We have a multi-site (2 sites) environment with two 6-member SHCs. Each site is in a different physical location. And each site has 3 members of each SHC. I know, I should probably have a majority of in one site for each cluster, but I don't.
Next year, one site is being physically moved to a new location which could be a 3-day outage. I'm trying to determine how best to handle that for my SHCs. If i just move them, I'll lose a majority of members and won't be able to select a captain.
Some ideas I have:
statically set the captain before the outage and make it dynamic again once the boxes are back up
remove one or more of the members that are being removed first, leaving a majority in the site that will remain up. And then add them back after the migration
Add a temporary search head to the cluster to the site that will remain up, giving it a majority
I'm leaning toward 1 or 2. Any thoughts on the best approach? Does it matter?
if i understand correctly, you have 2 clusters with 6 search heads each spread across 2 dc, so cluster1 has 3 in dc1 and 3 in dc2, same goes for cluster2. if this is correct? why wont 1 site be able to elect a new captain? you have 3 search heads for each cluster in the site that remains still so they can select new captain between them.
hi adonio, you understand correctly.
It is my understanding that you need a majority to elect a captain. Yes, we'll have 3 search heads remaining which is enough for a cluster. But the cluster is still considered to be a 6-member cluster even if the other 3 are unavailable. So we would still need 4 of 6 to elect an captain. Or if we remove some members before the migration, 3 would be enough for a majority.
follow these steps to remove a member:
then after your site is back up, follow these steps to add the previously removed members:
if its good, will convert to an answer
thanks. yeah, I know what to do for each option, just looking for which approach is best or if it doesn't really matter (or maybe it's just subjective)
will convert to an answer, i think this is the way to go.

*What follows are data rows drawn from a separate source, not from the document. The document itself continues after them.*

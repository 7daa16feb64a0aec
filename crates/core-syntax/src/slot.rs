//! Semantic color slots.
//!
//! Tokenization produces slots, not concrete colors; the renderer resolves
//! a slot against the palette chosen for the terminal's capability tier.

use syntect::parsing::Scope;

/// Semantic color classes the palettes know how to paint.
#[derive(Debug, Clone, Copy, PartialEq, Eq, Hash, Default)]
pub enum ColorSlot {
    #[default]
    Default,
    Keyword,
    String,
    Comment,
    Number,
    Function,
    Type,
    Constant,
    Operator,
    Decorator,
    Error,
}

impl ColorSlot {
    /// Parse a configured color name; unknown names fall back to `Default`.
    pub fn from_name(name: &str) -> Self {
        match name.to_lowercase().as_str() {
            "keyword" => ColorSlot::Keyword,
            "string" => ColorSlot::String,
            "comment" => ColorSlot::Comment,
            "number" => ColorSlot::Number,
            "function" => ColorSlot::Function,
            "type" => ColorSlot::Type,
            "constant" => ColorSlot::Constant,
            "operator" => ColorSlot::Operator,
            "decorator" => ColorSlot::Decorator,
            "error" => ColorSlot::Error,
            _ => ColorSlot::Default,
        }
    }

    /// Name used for `colors.<semantic_name>` configuration overrides.
    pub fn semantic_name(&self) -> &'static str {
        match self {
            ColorSlot::Default => "default",
            ColorSlot::Keyword => "keyword",
            ColorSlot::String => "string",
            ColorSlot::Comment => "comment",
            ColorSlot::Number => "number",
            ColorSlot::Function => "function",
            ColorSlot::Type => "type",
            ColorSlot::Constant => "constant",
            ColorSlot::Operator => "operator",
            ColorSlot::Decorator => "decorator",
            ColorSlot::Error => "error",
        }
    }
}

/// Resolve a scope stack to a slot by walking ancestors: the innermost
/// scope is tried first, each scope is generalized by stripping trailing
/// dotted segments until a mapping matches, and the search falls outward
/// through the stack before giving up with `Default`.
pub fn slot_for_scopes(scopes: &[Scope]) -> ColorSlot {
    for scope in scopes.iter().rev() {
        let name = scope.build_string();
        let mut prefix = name.as_str();
        loop {
            if let Some(slot) = slot_for_scope_name(prefix) {
                return slot;
            }
            match prefix.rfind('.') {
                Some(dot) => prefix = &prefix[..dot],
                None => break,
            }
        }
    }
    ColorSlot::Default
}

fn slot_for_scope_name(name: &str) -> Option<ColorSlot> {
    let slot = match name {
        "comment" => ColorSlot::Comment,
        "string" => ColorSlot::String,
        "constant.numeric" => ColorSlot::Number,
        "constant" => ColorSlot::Constant,
        "keyword.operator" => ColorSlot::Operator,
        "keyword" => ColorSlot::Keyword,
        "storage" => ColorSlot::Keyword,
        "entity.name.function" => ColorSlot::Function,
        "entity.name.type" | "entity.name.class" | "entity.name.struct" | "entity.name.enum" => {
            ColorSlot::Type
        }
        "support.function" => ColorSlot::Function,
        "support.type" | "support.class" => ColorSlot::Type,
        "variable.function" => ColorSlot::Function,
        "variable.annotation" | "meta.annotation" | "punctuation.definition.annotation" => {
            ColorSlot::Decorator
        }
        "invalid" => ColorSlot::Error,
        _ => return None,
    };
    Some(slot)
}

#[cfg(test)]
mod tests {
    use super::*;

    fn scope(s: &str) -> Scope {
        Scope::new(s).unwrap()
    }

    #[test]
    fn innermost_scope_wins() {
        let scopes = [scope("source.rust"), scope("comment.line.double-slash.rust")];
        assert_eq!(slot_for_scopes(&scopes), ColorSlot::Comment);
    }

    #[test]
    fn ancestor_walk_generalizes() {
        // No exact mapping for the full scope; strips to "keyword".
        let scopes = [scope("source.rust"), scope("keyword.control.rust")];
        assert_eq!(slot_for_scopes(&scopes), ColorSlot::Keyword);
        let scopes = [scope("source.rust"), scope("keyword.operator.arithmetic")];
        assert_eq!(slot_for_scopes(&scopes), ColorSlot::Operator);
    }

    #[test]
    fn unmapped_scopes_fall_back_to_default() {
        let scopes = [scope("source.rust"), scope("meta.block.rust")];
        assert_eq!(slot_for_scopes(&scopes), ColorSlot::Default);
    }

    #[test]
    fn color_names_round_trip() {
        for slot in [
            ColorSlot::Keyword,
            ColorSlot::String,
            ColorSlot::Comment,
            ColorSlot::Number,
            ColorSlot::Function,
            ColorSlot::Type,
            ColorSlot::Constant,
            ColorSlot::Operator,
            ColorSlot::Decorator,
            ColorSlot::Error,
        ] {
            assert_eq!(ColorSlot::from_name(slot.semantic_name()), slot);
        }
        assert_eq!(ColorSlot::from_name("no-such"), ColorSlot::Default);
    }
}
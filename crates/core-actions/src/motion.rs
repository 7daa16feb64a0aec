//! Caret navigation and selection extension.
//!
//! Plain motions cancel the selection before moving; `extend_*` variants
//! anchor at the previous caret when idle and drag the caret endpoint.
//! Scroll clamping happens afterwards in the main loop, which knows the
//! viewport geometry.

use core_state::EditorState;
use core_text::Position;

#[derive(Debug, Clone, Copy, PartialEq, Eq)]
enum Motion {
    Up,
    Down,
    Left,
    Right,
    Home,
    End,
    PageUp(usize),
    PageDown(usize),
}

fn apply_motion(state: &EditorState, motion: Motion) -> Position {
    let caret = state.buffer.clamp(state.caret);
    let last_row = state.buffer.line_count() - 1;
    match motion {
        Motion::Up => {
            if caret.row == 0 {
                caret
            } else {
                state.buffer.clamp(Position::new(caret.row - 1, caret.col))
            }
        }
        Motion::Down => {
            if caret.row >= last_row {
                caret
            } else {
                state.buffer.clamp(Position::new(caret.row + 1, caret.col))
            }
        }
        Motion::Left => {
            if caret.col > 0 {
                Position::new(caret.row, caret.col - 1)
            } else if caret.row > 0 {
                Position::new(caret.row - 1, state.buffer.line_len(caret.row - 1))
            } else {
                caret
            }
        }
        Motion::Right => {
            if caret.col < state.buffer.line_len(caret.row) {
                Position::new(caret.row, caret.col + 1)
            } else if caret.row < last_row {
                Position::new(caret.row + 1, 0)
            } else {
                caret
            }
        }
        Motion::Home => Position::new(caret.row, 0),
        Motion::End => Position::new(caret.row, state.buffer.line_len(caret.row)),
        Motion::PageUp(rows) => state
            .buffer
            .clamp(Position::new(caret.row.saturating_sub(rows.max(1)), caret.col)),
        Motion::PageDown(rows) => state
            .buffer
            .clamp(Position::new(caret.row + rows.max(1), caret.col)),
    }
}

fn plain_move(state: &mut EditorState, motion: Motion) -> bool {
    let had_selection = state.selection.is_active();
    state.selection.cancel();
    let next = apply_motion(state, motion);
    let moved = next != state.caret;
    state.caret = next;
    moved || had_selection
}

fn extend_move(state: &mut EditorState, motion: Motion) -> bool {
    let caret = state.buffer.clamp(state.caret);
    state.selection.extend_from(caret);
    let next = apply_motion(state, motion);
    let moved = next != state.caret;
    state.caret = next;
    state.selection.extend_to(next);
    moved
}

pub fn move_up(state: &mut EditorState) -> bool {
    plain_move(state, Motion::Up)
}
pub fn move_down(state: &mut EditorState) -> bool {
    plain_move(state, Motion::Down)
}
pub fn move_left(state: &mut EditorState) -> bool {
    plain_move(state, Motion::Left)
}
pub fn move_right(state: &mut EditorState) -> bool {
    plain_move(state, Motion::Right)
}
pub fn move_home(state: &mut EditorState) -> bool {
    plain_move(state, Motion::Home)
}
pub fn move_end(state: &mut EditorState) -> bool {
    plain_move(state, Motion::End)
}
pub fn page_up(state: &mut EditorState, text_rows: usize) -> bool {
    plain_move(state, Motion::PageUp(text_rows))
}
pub fn page_down(state: &mut EditorState, text_rows: usize) -> bool {
    plain_move(state, Motion::PageDown(text_rows))
}

pub fn extend_up(state: &mut EditorState) -> bool {
    extend_move(state, Motion::Up)
}
pub fn extend_down(state: &mut EditorState) -> bool {
    extend_move(state, Motion::Down)
}
pub fn extend_left(state: &mut EditorState) -> bool {
    extend_move(state, Motion::Left)
}
pub fn extend_right(state: &mut EditorState) -> bool {
    extend_move(state, Motion::Right)
}
pub fn extend_home(state: &mut EditorState) -> bool {
    extend_move(state, Motion::Home)
}
pub fn extend_end(state: &mut EditorState) -> bool {
    extend_move(state, Motion::End)
}

/// Anchor `(0,0)`, caret at end-of-buffer.
pub fn select_all(state: &mut EditorState) -> bool {
    let end = state.buffer.end_position();
    state.selection.set(Position::origin(), end);
    state.caret = end;
    true
}

/// Go to a 1-based line number, or a `N%` proportional position mapped as
/// `round(total * N / 100)` clamped to `[1, total]`.
pub fn goto_line(state: &mut EditorState, input: &str) -> bool {
    let input = input.trim();
    if input.is_empty() {
        return false;
    }
    let total = state.buffer.line_count();
    let line = if let Some(percent) = input.strip_suffix('%') {
        match percent.trim().parse::<f64>() {
            Ok(n) if n.is_finite() && n >= 0.0 => {
                let mapped = (total as f64 * n / 100.0).round() as usize;
                mapped.clamp(1, total)
            }
            _ => {
                state.set_status(format!("Goto error: invalid percentage '{input}'"));
                return true;
            }
        }
    } else {
        match input.parse::<usize>() {
            Ok(n) if (1..=total).contains(&n) => n,
            Ok(n) => {
                state.set_status(format!("Goto error: line {n} out of range 1..{total}"));
                return true;
            }
            Err(_) => {
                state.set_status(format!("Goto error: invalid line '{input}'"));
                return true;
            }
        }
    };
    state.selection.cancel();
    state.caret = state.buffer.clamp(Position::new(line - 1, 0));
    state.set_status(format!("Line {line}"));
    true
}
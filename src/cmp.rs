use crate::shape::DenseArray;

/// Returns `true` if the arrays have the same rank and dimensions, and all
/// elements at the same coordinates compare equal.
///
/// # Examples
///
/// ```
/// use mdgrid::{array_eq, grid, volume};
///
/// assert!(array_eq(&grid![[1, 2], [3, 4]], &grid![[1, 2], [3, 4]]));
/// assert!(!array_eq(&grid![[1, 2], [3, 4]], &grid![[1, 2, 3, 4]]));
/// assert!(!array_eq(&grid![[1]], &volume![[[1]]]));
/// ```
pub fn array_eq<A, B>(a: &A, b: &B) -> bool
where
    A: DenseArray + ?Sized,
    B: DenseArray + ?Sized,
    A::Item: PartialEq<B::Item>,
{
    array_eq_by(a, b, |x, y| x == y)
}

/// Returns `true` if the arrays have the same rank and dimensions, and the
/// comparer accepts all element pairs at the same coordinates.
///
/// Elements are visited in sequence order, and the comparison stops at the
/// first rejected pair.
pub fn array_eq_by<A, B>(
    a: &A,
    b: &B,
    mut comparer: impl FnMut(&A::Item, &B::Item) -> bool,
) -> bool
where
    A: DenseArray + ?Sized,
    B: DenseArray + ?Sized,
{
    if A::RANK != B::RANK || a.dims().as_ref() != b.dims().as_ref() {
        return false;
    }

    let dims = a.dims();
    let dims = dims.as_ref();

    if dims.contains(&0) {
        return true;
    }

    let mut index = vec![0; dims.len()];

    loop {
        match (a.get_at(&index), b.get_at(&index)) {
            (Some(x), Some(y)) if comparer(x, y) => {}
            _ => return false,
        }

        // Advance the innermost axis first, carrying into the outer ones.
        let mut axis = dims.len();

        loop {
            if axis == 0 {
                return true;
            }

            axis -= 1;
            index[axis] += 1;

            if index[axis] < dims[axis] {
                break;
            }

            index[axis] = 0;
        }
    }
}

#[cfg(test)]
mod tests {
    use super::*;
    use crate::{Grid, Volume};

    #[test]
    fn rank_and_dims() {
        let g = Grid::from([[1, 2, 3], [4, 5, 6]]);

        assert!(array_eq(&g, &g));
        assert!(!array_eq(&g, &g.transpose()));
        assert!(!array_eq(&g, &Volume::from([[[1, 2, 3], [4, 5, 6]]])));
        assert!(!array_eq(&g, &g.replace_value(&6, 0)));
    }

    #[test]
    fn empty_arrays_with_equal_dims() {
        assert!(array_eq(&Grid::<u8>::new(0, 2), &Grid::<u8>::new(0, 2)));
        assert!(!array_eq(&Grid::<u8>::new(0, 2), &Grid::<u8>::new(2, 0)));
        assert!(array_eq(&Volume::<u8>::default(), &Volume::<u8>::default()));
    }

    #[test]
    fn custom_comparer() {
        let a = Grid::from([["a", "B"], ["c", "D"]]);
        let b = Grid::from([["A", "b"], ["C", "d"]]);

        assert!(!array_eq(&a, &b));
        assert!(array_eq_by(&a, &b, |x, y| x.eq_ignore_ascii_case(y)));
        assert!(array_eq_by(&b, &a, |x, y| x.eq_ignore_ascii_case(y)));
    }

    #[test]
    fn mixed_element_types() {
        let a = Grid::from([[1u8, 2], [3, 4]]);
        let b = a.map(|&e| u32::from(e));

        assert!(array_eq_by(&a, &b, |&x, &y| u32::from(x) == y));
    }
}
use std::borrow::Borrow;
use std::fmt::{Debug, Formatter, Result};
use std::ops::Index;
use std::slice;

use crate::error::GridError;
use crate::shape::{checked_len, DenseArray};

/// Dense 2-dimensional array.
///
/// Elements are addressed by `(x, y)` with `x < width` and `y < height`, and are
/// stored with `y` as the fastest varying index. A grid is never modified after
/// construction; every operation returns a new grid.
#[derive(Clone, Eq, Hash, PartialEq)]
pub struct Grid<T> {
    pub(crate) vec: Vec<T>,
    pub(crate) width: usize,
    pub(crate) height: usize,
}

impl<T> Grid<T> {
    /// Returns a slice of all elements in the grid, x-slice by x-slice.
    #[must_use]
    pub fn as_slice(&self) -> &[T] {
        &self.vec
    }

    /// Returns the extents of the grid as `[width, height]`.
    #[must_use]
    pub fn dims(&self) -> [usize; 2] {
        [self.width, self.height]
    }

    /// Creates a grid from the given element.
    #[must_use]
    pub fn from_elem(width: usize, height: usize, elem: impl Borrow<T>) -> Self
    where
        T: Clone,
    {
        Self::from_fn(width, height, |_, _| elem.borrow().clone())
    }

    /// Creates a grid with the results from the given function, called with `(x, y)`
    /// in sequence order.
    #[must_use]
    pub fn from_fn(width: usize, height: usize, mut f: impl FnMut(usize, usize) -> T) -> Self {
        let mut vec = Vec::with_capacity(width.saturating_mul(height));

        for x in 0..width {
            for y in 0..height {
                vec.push(f(x, y));
            }
        }

        Self::from_parts(vec, [width, height])
    }

    /// Creates a grid from a vector holding the elements in sequence order.
    ///
    /// # Errors
    ///
    /// Returns `InvalidArgument` if the vector length is not `width * height`.
    pub fn from_vec(vec: Vec<T>, width: usize, height: usize) -> crate::Result<Self> {
        match checked_len(&[width, height]) {
            Some(len) if len == vec.len() => Ok(Self::from_parts(vec, [width, height])),
            _ => Err(GridError::invalid(
                "vec",
                format!("length {} does not match {width}x{height}", vec.len()),
            )),
        }
    }

    /// Returns a reference to the element at `(x, y)`, or `None` if out of bounds.
    #[must_use]
    pub fn get(&self, x: usize, y: usize) -> Option<&T> {
        if x < self.width && y < self.height {
            Some(&self.vec[x * self.height + y])
        } else {
            None
        }
    }

    /// Returns the number of elements along the y axis.
    #[must_use]
    pub fn height(&self) -> usize {
        self.height
    }

    /// Converts the grid into a vector of all elements in sequence order.
    #[must_use]
    pub fn into_vec(self) -> Vec<T> {
        self.vec
    }

    /// Returns `true` if the grid contains no elements.
    #[must_use]
    pub fn is_empty(&self) -> bool {
        self.vec.is_empty()
    }

    /// Returns an iterator over all elements, with `x` outer and `y` inner.
    ///
    /// The iterator is lazy and can be cloned to restart from its current position.
    pub fn iter(&self) -> slice::Iter<'_, T> {
        self.vec.iter()
    }

    /// Returns the number of elements in the grid.
    #[must_use]
    pub fn len(&self) -> usize {
        self.vec.len()
    }

    /// Creates a grid filled with default values.
    #[must_use]
    pub fn new(width: usize, height: usize) -> Self
    where
        T: Default,
    {
        Self::from_fn(width, height, |_, _| T::default())
    }

    /// Returns the number of elements along the x axis.
    #[must_use]
    pub fn width(&self) -> usize {
        self.width
    }

    pub(crate) fn from_parts(vec: Vec<T>, dims: [usize; 2]) -> Self {
        debug_assert!(vec.len() == dims[0] * dims[1], "length mismatch");

        Self { vec, width: dims[0], height: dims[1] }
    }

    /// Returns the x-slice at `x`, i.e. all elements sharing that x coordinate.
    pub(crate) fn slice_x(&self, x: usize) -> &[T] {
        &self.vec[x * self.height..(x + 1) * self.height]
    }
}

impl<T: Debug> Debug for Grid<T> {
    fn fmt(&self, fmt: &mut Formatter<'_>) -> Result {
        fmt.debug_list().entries((0..self.width).map(|x| self.slice_x(x))).finish()
    }
}

impl<T> Default for Grid<T> {
    fn default() -> Self {
        Self::from_parts(Vec::new(), [0, 0])
    }
}

impl<T> DenseArray for Grid<T> {
    type Item = T;
    type Dims = [usize; 2];

    const RANK: usize = 2;

    fn dims(&self) -> [usize; 2] {
        self.dims()
    }

    fn get_at(&self, index: &[usize]) -> Option<&T> {
        match *index {
            [x, y] => self.get(x, y),
            _ => None,
        }
    }
}

impl<T, const X: usize, const Y: usize> From<[[T; Y]; X]> for Grid<T> {
    fn from(array: [[T; Y]; X]) -> Self {
        Self::from_parts(array.into_iter().flatten().collect(), [X, Y])
    }
}

impl<T> From<Grid<T>> for Vec<T> {
    fn from(grid: Grid<T>) -> Self {
        grid.into_vec()
    }
}

impl<T> Index<(usize, usize)> for Grid<T> {
    type Output = T;

    fn index(&self, (x, y): (usize, usize)) -> &T {
        if x >= self.width {
            panic_bounds_check(x, self.width)
        }

        if y >= self.height {
            panic_bounds_check(y, self.height)
        }

        &self.vec[x * self.height + y]
    }
}

impl<T> Index<[usize; 2]> for Grid<T> {
    type Output = T;

    fn index(&self, index: [usize; 2]) -> &T {
        &self[(index[0], index[1])]
    }
}

impl<'a, T> IntoIterator for &'a Grid<T> {
    type Item = &'a T;
    type IntoIter = slice::Iter<'a, T>;

    fn into_iter(self) -> Self::IntoIter {
        self.iter()
    }
}

impl<T> IntoIterator for Grid<T> {
    type Item = T;
    type IntoIter = std::vec::IntoIter<T>;

    fn into_iter(self) -> Self::IntoIter {
        self.vec.into_iter()
    }
}

#[cold]
#[inline(never)]
#[track_caller]
pub(crate) fn panic_bounds_check(index: usize, len: usize) -> ! {
    panic!("index out of bounds: the len is {len} but the index is {index}")
}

safely remove the members of the site you will move.
let the other members choose a captain.
bring back the members when site is up again
Note that if you're going for alternative 1, even if the captain is static, if won't be able to actually make changes to the cluster, like distributing knowledge objects, as this would need a majority of the search heads to confirm the change. Check out this explanation on RAFT; http://thesecretlivesofdata.com/raft/
If you're going for alternative 2, be sure to remove the search head gracefully. Do not just kill the VM (I've seen people do this before). There is a command to properly take a search head out of a search head cluster.
I think alternative 3 is a neat solution. You could add a low spec SH on that site, but not include it from the load balancer, so that the users will still only use the remaining 3 high spec SHs. After the migration is done, gracefully remove the low spec SH and delete the VM.
1. safely remove members from old site following splunk docs:
2. existing members will elect new captain
3. when new site is up, safely add members following docs:
Splunk best practise says to always use clean instances when adding members to a SHC. If you remove SH instances from the cluster for a while, and then attempt to add them back in, changes could have been done on the the SHC in the meantime, meaning that the removed instances would no longer be in sync with the cluster. As far as I know this is not supported, but I'm just thinking out loud here.